- _Work item_:
Starting with the line that contains "pub fn skipped(&self)" and stopping after the line that contains "self.succeeded = counters.succeeded();", copy the entries below exactly. Include nothing else.

- _Exercise material_:

*** Block opens ***

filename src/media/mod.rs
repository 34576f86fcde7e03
//! Media candidate classification.

mod candidate;

pub use candidate::{classify, has_allowed_extension, Eligible, ALLOWED_EXTENSIONS};
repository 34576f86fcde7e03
//! Configuration structures and TOML loading.

use crate::config::Category;
use crate::error::{Error, Result};
use serde::{Deserialize, Serialize};
use std::path::{Path, PathBuf};

/// Top-level configuration, usually loaded from `config.toml`.
#[derive(Debug, Clone, Default, Serialize, Deserialize)]
pub struct Config {
    #[serde(default)]
    pub feeds: FeedsConfig,
    #[serde(default)]
    pub options: OptionsConfig,
    #[serde(default)]
    pub resolver: ResolverConfig,
}

/// Where the list of subreddits to rip comes from.
#[derive(Debug, Clone, Serialize, Deserialize)]
pub struct FeedsConfig {
    /// File with one subreddit name per line.
    #[serde(default = "default_feed_file")]
    pub file: PathBuf,
    /// Inline subreddit names. When non-empty, the file is ignored.
    #[serde(default)]
    pub names: Vec<String>,
}

/// General download behaviour.
#[derive(Debug, Clone, Serialize, Deserialize)]
pub struct OptionsConfig {
    /// Listing category to query (hot, top or new).
    #[serde(default)]
    pub category: Category,
    /// Posts requested per subreddit, 1 to 100.
    #[serde(default = "default_limit")]
    pub limit: u32,
    /// Root directory media is saved under. Defaults to `images/`.
    #[serde(default)]
    pub output_directory: Option<PathBuf>,
    /// User-Agent header sent with every request.
    #[serde(default = "default_user_agent")]
    pub user_agent: String,
    /// Downloads kept in flight per subreddit. 0 means one per post.
    #[serde(default = "default_concurrent_downloads")]
    pub concurrent_downloads: usize,
    /// Show progress bars for large files.
    #[serde(default = "default_show_progress")]
    pub show_progress: bool,
}

/// Tuning for the indirect-link resolver.
#[derive(Debug, Clone, Serialize, Deserialize)]
pub struct ResolverConfig {
    /// Consecutive failures after which resolution is disabled.
    #[serde(default = "default_failure_threshold")]
    pub failure_threshold: u32,
    /// Reset the failure count when a resolution succeeds.
    #[serde(default)]
    pub reset_on_success: bool,
    /// Lower bound of the random pre-request delay, in seconds.
    #[serde(default = "default_jitter_min_secs")]
    pub jitter_min_secs: f64,
    /// Upper bound of the random pre-request delay, in seconds.
    #[serde(default = "default_jitter_max_secs")]
    pub jitter_max_secs: f64,
}

fn default_feed_file() -> PathBuf {
    PathBuf::from("subreddits.txt")
}

fn default_limit() -> u32 {
    100
}

fn default_user_agent() -> String {
    format!("reddit-ripper/{}", env!("CARGO_PKG_VERSION"))
}

fn default_concurrent_downloads() -> usize {
    16
}

fn default_show_progress() -> bool {
    true
}

fn default_failure_threshold() -> u32 {
    10
}

fn default_jitter_min_secs() -> f64 {
    1.0
}

fn default_jitter_max_secs() -> f64 {
    4.0
}

impl Default for FeedsConfig {
    fn default() -> Self {
        Self {
            file: default_feed_file(),
            names: Vec::new(),
        }
    }
}

impl Default for OptionsConfig {
    fn default() -> Self {
        Self {
            category: Category::default(),
            limit: default_limit(),
            output_directory: None,
            user_agent: default_user_agent(),
            concurrent_downloads: default_concurrent_downloads(),
            show_progress: default_show_progress(),
        }
    }
}

impl Default for ResolverConfig {
    fn default() -> Self {
        Self {
            failure_threshold: default_failure_threshold(),
            reset_on_success: false,
            jitter_min_secs: default_jitter_min_secs(),
            jitter_max_secs: default_jitter_max_secs(),
        }
    }
}

impl Config {
    /// Loads configuration from a TOML file.
    pub fn load(path: &Path) -> Result<Config> {
        let content = std::fs::read_to_string(path).map_err(|e| {
            Error::Config(format!(
                "Failed to read config file '{}': {}",
                path.display(),
                e
            ))
        })?;
        let config: Config = toml::from_str(&content).map_err(|e| {
            Error::Config(format!(
                "Failed to parse config file '{}': {}",
                path.display(),
                e
            ))
        })?;
        Ok(config)
    }

    /// Loads configuration from `path`, falling back to defaults when the
    /// file does not exist.
    pub fn load_or_default(path: &Path) -> Result<Config> {
        if path.exists() {
            Config::load(path)
        } else {
            tracing::debug!("No config file at {}, using defaults", path.display());
            Ok(Config::default())
        }
    }

    /// Root directory media is saved under.
    pub fn output_directory(&self) -> PathBuf {
        self.options
            .output_directory
            .clone()
            .unwrap_or_else(|| PathBuf::from("images"))
    }
}

#[cfg(test)]
mod tests {
    use super::*;

    #[test]
    fn test_empty_toml_gives_defaults() {
        let config: Config = toml::from_str("").unwrap();
        assert_eq!(config.feeds.file, PathBuf::from("subreddits.txt"));
        assert!(config.feeds.names.is_empty());
        assert_eq!(config.options.category, Category::Hot);
        assert_eq!(config.options.limit, 100);
        assert_eq!(config.options.concurrent_downloads, 16);
        assert!(config.options.show_progress);
        assert_eq!(config.resolver.failure_threshold, 10);
        assert!(!config.resolver.reset_on_success);
        assert_eq!(config.output_directory(), PathBuf::from("images"));
    }

    #[test]
    fn test_full_toml() {
        let content = r#"
            [feeds]
            file = "subs.txt"
            names = ["earthporn", "castles"]

            [options]
            category = "top"
            limit = 25
            output_directory = "/tmp/rips"
            user_agent = "test-agent/1.0"
            concurrent_downloads = 4
            show_progress = false

            [resolver]
            failure_threshold = 3
            reset_on_success = true
            jitter_min_secs = 0.5
            jitter_max_secs = 2.0
        "#;
        let config: Config = toml::from_str(content).unwrap();
        assert_eq!(config.feeds.file, PathBuf::from("subs.txt"));
        assert_eq!(config.feeds.names, vec!["earthporn", "castles"]);
        assert_eq!(config.options.category, Category::Top);
        assert_eq!(config.options.limit, 25);
        assert_eq!(config.output_directory(), PathBuf::from("/tmp/rips"));
        assert_eq!(config.options.user_agent, "test-agent/1.0");
        assert_eq!(config.options.concurrent_downloads, 4);
        assert!(!config.options.show_progress);
        assert_eq!(config.resolver.failure_threshold, 3);
        assert!(config.resolver.reset_on_success);
        assert_eq!(config.resolver.jitter_min_secs, 0.5);
        assert_eq!(config.resolver.jitter_max_secs, 2.0);
    }

    #[test]
    fn test_partial_section_keeps_other_defaults() {
        let content = r#"
            [options]
            limit = 10
        "#;
        let config: Config = toml::from_str(content).unwrap();
        assert_eq!(config.options.limit, 10);
        assert_eq!(config.options.category, Category::Hot);
        assert_eq!(config.resolver.failure_threshold, 10);
    }

    #[test]
    fn test_load_missing_file_is_error() {
        let err = Config::load(Path::new("/nonexistent/config.toml")).unwrap_err();
        assert!(err.to_string().contains("Failed to read config file"));
    }

    #[test]
    fn test_load_or_default_missing_file() {
        let config = Config::load_or_default(Path::new("/nonexistent/config.toml")).unwrap();
        assert_eq!(config.options.limit, 100);
    }

    #[test]
    fn test_invalid_toml_is_error() {
        let result: std::result::Result<Config, _> = toml::from_str("[options]\nlimit = \"ten\"");
        assert!(result.is_err());
    }

    #[test]
    fn test_malformed_config_file_is_config_error() {
        let temp = tempfile::tempdir().unwrap();
        let file = temp.path().join("config.toml");
        std::fs::write(&file, "[options]\nlimit = \"ten\"\n").unwrap();

        // Unparseable config must be a configuration error, so the
        // process exits with the config error code before any network.
        let err = Config::load(&file).unwrap_err();
        assert!(matches!(err, Error::Config(_)));
        assert!(err.to_string().contains("Failed to parse config file"));
    }
}
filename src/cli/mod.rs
//! Command-line interface.

pub mod args;

pub use args::Args;
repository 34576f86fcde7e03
//! Command-line argument definitions using clap.

use clap::{Parser, ValueEnum};
use std::path::PathBuf;

use crate::config::{Category, Config};

/// Subreddit media ripper CLI.
#[derive(Parser, Debug)]
#[command(
    name = "reddit-ripper",
    version,
    about = "Bulk-download media posts from subreddits",
    long_about = "A CLI tool to bulk-download images and videos posted to subreddits.\n\n\
                  Reads the subreddit list from a file or the command line, filters posts \
                  down to media links, and downloads them concurrently per subreddit."
)]
pub struct Args {
    /// Subreddit(s) to rip.
    /// Can specify multiple names separated by spaces.
    #[arg(short, long = "subreddit", value_delimiter = ' ', num_args = 1..)]
    pub subreddits: Option<Vec<String>>,

    /// File with one subreddit name per line.
    #[arg(short = 'f', long = "subreddit-file")]
    pub subreddit_file: Option<PathBuf>,

    /// Listing category to query.
    #[arg(short, long, value_enum)]
    pub category: Option<CategoryArg>,

    /// Posts requested per subreddit (1-100).
    #[arg(short, long)]
    pub limit: Option<u32>,

    /// Root directory media is saved under.
    #[arg(short, long = "output")]
    pub output_directory: Option<PathBuf>,

    /// Downloads kept in flight per subreddit (0 = one per post).
    #[arg(long)]
    pub concurrency: Option<usize>,

    /// User-Agent header sent with every request.
    #[arg(short = 'a', long = "user-agent", env = "REDDIT_RIPPER_USER_AGENT")]
    pub user_agent: Option<String>,

    /// Path to configuration file [default: config.toml].
    #[arg(long)]
    pub config: Option<PathBuf>,

    /// Hide progress bars.
    #[arg(long, short)]
    pub quiet: bool,

    /// Enable debug logging.
    #[arg(long, short)]
    pub verbose: bool,
}

/// CLI listing category argument.
#[derive(Debug, Clone, Copy, ValueEnum)]
pub enum CategoryArg {
    /// Currently popular posts.
    Hot,
    /// Highest ranked posts.
    Top,
    /// Most recent posts.
    New,
}

impl From<CategoryArg> for Category {
    fn from(arg: CategoryArg) -> Self {
        match arg {
            CategoryArg::Hot => Category::Hot,
            CategoryArg::Top => Category::Top,
            CategoryArg::New => Category::New,
        }
    }
}

impl Args {
    /// Merge CLI arguments into an existing config, overriding where specified.
    pub fn merge_into_config(self, config: &mut Config) {
        if let Some(subreddits) = self.subreddits {
            config.feeds.names = subreddits;
        }

        if let Some(file) = self.subreddit_file {
            config.feeds.file = file;
        }

        if let Some(category) = self.category {
            config.options.category = category.into();
        }

        if let Some(limit) = self.limit {
            config.options.limit = limit;
        }

        if let Some(dir) = self.output_directory {
            config.options.output_directory = Some(dir);
        }

        if let Some(concurrency) = self.concurrency {
            config.options.concurrent_downloads = concurrency;
        }

        if let Some(user_agent) = self.user_agent {
            config.options.user_agent = user_agent;
        }

        if self.quiet {
            config.options.show_progress = false;
        }
    }
}
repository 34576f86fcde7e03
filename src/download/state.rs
//! Run and per-feed statistics.

use std::sync::atomic::{AtomicU64, Ordering};
use std::time::Duration;

/// Per-subreddit counters for one dispatch round.
///
/// Every candidate lands in exactly one bucket: skipped (ineligible or
/// already on disk) or attempted, and every attempted task ends up
/// succeeded or failed.
#[derive(Debug, Default, Clone, PartialEq, Eq)]
pub struct FeedStats {
    pub feed: String,
    pub candidates: u64,
    pub skipped_ineligible: u64,
    pub skipped_existing: u64,
    pub attempted: u64,
    pub succeeded: u64,
    pub failed: u64,
}

impl FeedStats {
    pub fn new(feed: &str) -> Self {
        Self {
            feed: feed.to_string(),
            ..Default::default()
        }
    }

    /// Skipped candidates of either kind.
    pub fn skipped(&self) -> u64 {
        self.skipped_ineligible + self.skipped_existing
    }
}

/// Run-wide success/failure counters shared by all download tasks.
#[derive(Debug, Default)]
pub struct RunCounters {
    succeeded: AtomicU64,
    failed: AtomicU64,
}

impl RunCounters {
    pub fn new() -> Self {
        Self::default()
    }

    pub fn record_success(&self) {
        self.succeeded.fetch_add(1, Ordering::Relaxed);
    }

    pub fn record_failure(&self) {
        self.failed.fetch_add(1, Ordering::Relaxed);
    }

    pub fn succeeded(&self) -> u64 {
        self.succeeded.load(Ordering::Relaxed)
    }

    pub fn failed(&self) -> u64 {
        self.failed.load(Ordering::Relaxed)
    }
}

/// Aggregated numbers for the final report.
#[derive(Debug, Default)]
pub struct RunSummary {
    pub feeds_processed: u64,
    pub feeds_failed: u64,
    pub candidates: u64,
    pub skipped: u64,
    pub succeeded: u64,
    pub failed: u64,
    pub elapsed_secs: u64,
}

impl RunSummary {
    /// Folds one finished feed into the totals.
    pub fn add_feed_stats(&mut self, stats: &FeedStats) {
        self.feeds_processed += 1;
        self.candidates += stats.candidates;
        self.skipped += stats.skipped();
    }

    /// Marks a feed whose listing could not be fetched. The feed still
    /// counts as processed, with zero candidates.
    pub fn mark_feed_failed(&mut self) {
        self.feeds_processed += 1;
        self.feeds_failed += 1;
    }

    /// Takes the final download counts and the wall-clock time, rounded
    /// up to whole seconds.
    pub fn finalize(&mut self, counters: &RunCounters, elapsed: Duration) {
        self.succeeded = counters.succeeded();
        self.failed = counters.failed();
        self.elapsed_secs = elapsed.as_secs_f64().ceil() as u64;
    }
}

*** Block closes ***

- _Task response_:
    pub fn skipped(&self) -> u64 {
        self.skipped_ineligible + self.skipped_existing
    }
}

/// Run-wide success/failure counters shared by all download tasks.
#[derive(Debug, Default)]
pub struct RunCounters {
    succeeded: AtomicU64,
    failed: AtomicU64,
}

impl RunCounters {
    pub fn new() -> Self {
        Self::default()
    }

    pub fn record_success(&self) {
        self.succeeded.fetch_add(1, Ordering::Relaxed);
    }

    pub fn record_failure(&self) {
        self.failed.fetch_add(1, Ordering::Relaxed);
    }

    pub fn succeeded(&self) -> u64 {
        self.succeeded.load(Ordering::Relaxed)
    }

    pub fn failed(&self) -> u64 {
        self.failed.load(Ordering::Relaxed)
    }
}

/// Aggregated numbers for the final report.
#[derive(Debug, Default)]
pub struct RunSummary {
    pub feeds_processed: u64,
    pub feeds_failed: u64,
    pub candidates: u64,
    pub skipped: u64,
    pub succeeded: u64,
    pub failed: u64,
    pub elapsed_secs: u64,
}

impl RunSummary {
    /// Folds one finished feed into the totals.
    pub fn add_feed_stats(&mut self, stats: &FeedStats) {
        self.feeds_processed += 1;
        self.candidates += stats.candidates;
        self.skipped += stats.skipped();
    }

    /// Marks a feed whose listing could not be fetched. The feed still
    /// counts as processed, with zero candidates.
    pub fn mark_feed_failed(&mut self) {
        self.feeds_processed += 1;
        self.feeds_failed += 1;
    }

    /// Takes the final download counts and the wall-clock time, rounded
    /// up to whole seconds.
    pub fn finalize(&mut self, counters: &RunCounters, elapsed: Duration) {
        self.succeeded = counters.succeeded();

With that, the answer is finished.